If two objects have the same momentum do they necessarily have the same kinetic energy? Give your reason.

I would say no basically from just looking at formulas.

P=mv for momentum

K.E.= 1/2mv^2 for kinetic energy

 

[radou]

Of course momentum is not the same as kinetic energy. But momentum and kinetic energy both depend on two variables; the mass and the velocity. Also, note that momentum is a vector quantity, while kinetic energy is a scalar quantity.

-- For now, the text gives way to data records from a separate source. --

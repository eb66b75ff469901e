//! Item Operations
//!
//! New items are always prepended: the front of a list is its newest entry.

use tracing::debug;

use super::validated_name;
use crate::domain::{
    position_by_id, Collection, DomainError, DomainResult, FoodItem, IdGenerator, ItemId, ListId,
    SUGGESTED_ICON,
};

fn list_index(collection: &Collection, list_id: &ListId) -> DomainResult<usize> {
    collection
        .position(list_id)
        .ok_or_else(|| DomainError::NotFound(format!("list {}", list_id)))
}

/// Prepend a new item to a list. Returns the new collection and the item's id.
pub fn add_item(
    collection: &Collection,
    ids: &mut IdGenerator,
    list_id: &ListId,
    name: &str,
    icon: Option<&str>,
) -> DomainResult<(Collection, ItemId)> {
    let name = validated_name(name, "item")?;
    let index = list_index(collection, list_id)?;

    let mut next = collection.clone();
    let list = &mut next.lists_mut()[index];
    let id = ids.next_item_id(|candidate| list.contains_item(candidate));
    list.items.insert(
        0,
        FoodItem {
            id: id.clone(),
            name,
            icon: icon.map(str::to_string),
        },
    );
    debug!(list_id = %list_id, item_id = %id, "added item");
    Ok((next, id))
}

pub fn delete_item(collection: &Collection, list_id: &ListId, item_id: &ItemId) -> DomainResult<Collection> {
    let index = list_index(collection, list_id)?;
    let item_index = position_by_id(&collection.lists()[index].items, item_id)
        .ok_or_else(|| DomainError::NotFound(format!("item {} in list {}", item_id, list_id)))?;

    let mut next = collection.clone();
    next.lists_mut()[index].items.remove(item_index);
    debug!(list_id = %list_id, item_id = %item_id, "deleted item");
    Ok(next)
}

/// Prepend gateway suggestions as one block, keeping their order.
///
/// Names are trimmed and blanks skipped. Returns the new collection and the
/// number of items actually added.
pub fn apply_suggestions<S: AsRef<str>>(
    collection: &Collection,
    ids: &mut IdGenerator,
    list_id: &ListId,
    names: &[S],
) -> DomainResult<(Collection, usize)> {
    let index = list_index(collection, list_id)?;

    let mut next = collection.clone();
    let list = &mut next.lists_mut()[index];
    let mut fresh: Vec<FoodItem> = Vec::with_capacity(names.len());
    for name in names {
        let name = name.as_ref().trim();
        if name.is_empty() {
            continue;
        }
        let id = ids.next_item_id(|candidate| {
            list.contains_item(candidate) || fresh.iter().any(|item| item.id.as_str() == candidate)
        });
        fresh.push(FoodItem::with_icon(id, name, SUGGESTED_ICON));
    }

    let added = fresh.len();
    list.items.splice(0..0, fresh);
    debug!(list_id = %list_id, added, "applied suggestions");
    Ok((next, added))
}
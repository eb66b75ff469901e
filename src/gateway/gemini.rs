//! Gemini Suggestion Gateway
//!
//! Asks a Gemini model for dish names using structured JSON output. The
//! first candidate's text part carries the array of names.

use std::time::Duration;

use async_trait::async_trait;
use serde::{Deserialize, Serialize};
use serde_json::json;
use tracing::{debug, warn};

use super::{credential, fallback_suggestions, parse_names, settle, SuggestionGateway};
use crate::domain::{DomainError, DomainResult};

pub const DEFAULT_GEMINI_BASE: &str = "https://generativelanguage.googleapis.com";
pub const DEFAULT_GEMINI_MODEL: &str = "gemini-2.5-flash";

#[derive(Serialize)]
#[serde(rename_all = "camelCase")]
struct GenerateRequest {
    contents: Vec<Content>,
    generation_config: serde_json::Value,
}

#[derive(Serialize, Deserialize)]
struct Content {
    #[serde(default)]
    parts: Vec<Part>,
}

#[derive(Serialize, Deserialize)]
struct Part {
    #[serde(default)]
    text: Option<String>,
}

#[derive(Deserialize)]
struct GenerateResponse {
    #[serde(default)]
    candidates: Vec<Candidate>,
}

#[derive(Deserialize)]
struct Candidate {
    content: Option<Content>,
}

fn prompt(context: &str, count: usize) -> String {
    format!(
        "Suggest {} popular Vietnamese dishes suitable for a \"{}\" diet.\n\
         Just return the names of the dishes.\n\
         Return a JSON array of strings.\n\
         Do not include explanations.",
        count, context
    )
}

fn first_text(response: GenerateResponse) -> Option<String> {
    response
        .candidates
        .into_iter()
        .next()?
        .content?
        .parts
        .into_iter()
        .find_map(|part| part.text)
}

pub struct GeminiGateway {
    client: reqwest::Client,
    base_url: String,
    model: String,
    api_key: Option<String>,
}

impl GeminiGateway {
    pub fn new(
        base_url: impl Into<String>,
        model: impl Into<String>,
        api_key: Option<String>,
        timeout: Duration,
    ) -> DomainResult<Self> {
        let client = reqwest::Client::builder()
            .timeout(timeout)
            .build()
            .map_err(|e| DomainError::Gateway(format!("failed to build client: {}", e)))?;
        Ok(Self::with_client(client, base_url, model, api_key))
    }

    pub fn with_client(
        client: reqwest::Client,
        base_url: impl Into<String>,
        model: impl Into<String>,
        api_key: Option<String>,
    ) -> Self {
        Self {
            client,
            base_url: base_url.into().trim_end_matches('/').to_string(),
            model: model.into(),
            api_key,
        }
    }

    fn url(&self) -> String {
        format!("{}/v1beta/models/{}:generateContent", self.base_url, self.model)
    }

    async fn request(&self, key: &str, context: &str, count: usize) -> DomainResult<Vec<String>> {
        let body = GenerateRequest {
            contents: vec![Content {
                parts: vec![Part {
                    text: Some(prompt(context, count)),
                }],
            }],
            generation_config: json!({
                "responseMimeType": "application/json",
                "responseSchema": { "type": "ARRAY", "items": { "type": "STRING" } },
            }),
        };

        let response = self
            .client
            .post(self.url())
            .header("x-goog-api-key", key)
            .json(&body)
            .send()
            .await
            .map_err(|e| DomainError::Gateway(e.to_string()))?;

        let status = response.status();
        if !status.is_success() {
            return Err(DomainError::Gateway(format!("gemini returned {}", status)));
        }

        let envelope: GenerateResponse = response
            .json()
            .await
            .map_err(|e| DomainError::Gateway(format!("malformed gemini response: {}", e)))?;

        match first_text(envelope) {
            Some(text) => parse_names(&text),
            None => Ok(Vec::new()),
        }
    }
}

#[async_trait]
impl SuggestionGateway for GeminiGateway {
    async fn suggest(&self, context: &str, count: usize) -> Vec<String> {
        let Some(key) = credential(&self.api_key) else {
            warn!("API key is missing for suggestions, serving fallback list");
            return fallback_suggestions();
        };
        debug!(context, count, model = %self.model, "requesting gemini suggestions");
        settle(self.request(key, context, count).await, context, count)
    }
}
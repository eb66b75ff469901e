//! Active List Repair
//!
//! Run after every structural change: the pointer must name a live list,
//! fall back to the first list, or be cleared when there are none.

use crate::domain::{Collection, ListId};

pub fn repair_active(collection: &Collection, active: Option<&ListId>) -> Option<ListId> {
    match active {
        Some(id) if collection.contains(id) => Some(id.clone()),
        _ => collection.first_id().cloned(),
    }
}

#[cfg(test)]
mod tests {
    use super::*;
    use crate::domain::FoodList;

    fn collection(ids: &[&str]) -> Collection {
        Collection::new(ids.iter().map(|id| FoodList::new(*id, id.to_uppercase())).collect())
    }

    #[test]
    fn test_keeps_valid_pointer() {
        let lists = collection(&["a", "b"]);
        assert_eq!(repair_active(&lists, Some(&ListId::new("b"))), Some(ListId::new("b")));
    }

    #[test]
    fn test_stale_pointer_moves_to_first() {
        let lists = collection(&["a", "b"]);
        assert_eq!(repair_active(&lists, Some(&ListId::new("gone"))), Some(ListId::new("a")));
    }

    #[test]
    fn test_missing_pointer_picks_first() {
        let lists = collection(&["a"]);
        assert_eq!(repair_active(&lists, None), Some(ListId::new("a")));
    }

    #[test]
    fn test_empty_collection_clears_pointer() {
        let lists = collection(&[]);
        assert_eq!(repair_active(&lists, Some(&ListId::new("a"))), None);
        assert_eq!(repair_active(&lists, None), None);
    }
}
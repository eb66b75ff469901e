//! Repository Layer
//!
//! Pure operations over the collection document. Every operation takes the
//! current collection by reference and returns a new one; on error the
//! caller keeps what it had.
//! - list_ops: create, rename, delete lists
//! - item_ops: add, delete items and apply gateway suggestions
//! - active: active-list pointer repair

mod active;
mod item_ops;
mod list_ops;

#[cfg(test)]
mod tests;

pub use active::repair_active;
pub use item_ops::{add_item, apply_suggestions, delete_item};
pub use list_ops::{create_list, delete_list, rename_list};

use crate::domain::{DomainError, DomainResult};

/// Trimmed name, or a validation error naming `what`
pub(crate) fn validated_name(name: &str, what: &str) -> DomainResult<String> {
    let trimmed = name.trim();
    if trimmed.is_empty() {
        return Err(DomainError::Validation(format!("{} name is empty", what)));
    }
    Ok(trimmed.to_string())
}
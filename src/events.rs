//! Session Events
//!
//! What the shell listens to instead of polling the session.

use tokio::sync::mpsc;

use crate::domain::{Collection, FoodItem, ListId};
use crate::engine::SpinRejection;

#[derive(Debug, Clone, PartialEq)]
pub enum SessionEvent {
    /// A mutation was committed; carries the new collection
    ListsChanged(Collection),
    /// The active pointer named a list that no longer exists and was repaired
    ActiveListInvalid,
    SpinRejected(SpinRejection),
    SpinResult(FoodItem),
    /// A suggestion request produced nothing usable
    SuggestError(ListId),
}

pub type EventReceiver = mpsc::UnboundedReceiver<SessionEvent>;
pub(crate) type EventSender = mpsc::UnboundedSender<SessionEvent>;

Edit: look at this example. Let $$\vec{p}_{1} = m \vec{v}_{1}$$, and $$\vec{p}_{2} = m \vec{v}_{2}$$, where $$\vec{v}_{1} = 3 \vec{i}$$, $$\vec{v}_{2} = 3 \vec{j}$$. The momentums are not the same (the magnitudes are, but the directions are not), and the kinetic energies are the same.

Or, you can look at s non-vector example (assume both momentums are in the same direction): let the momentum be equal, so that m1v1 = m2v2. For example, you can take m1 = 3, and v1 = 4, and m2 = 4, and v2 = 3. Now try to calculate the kinetic energies and see in what relation they are.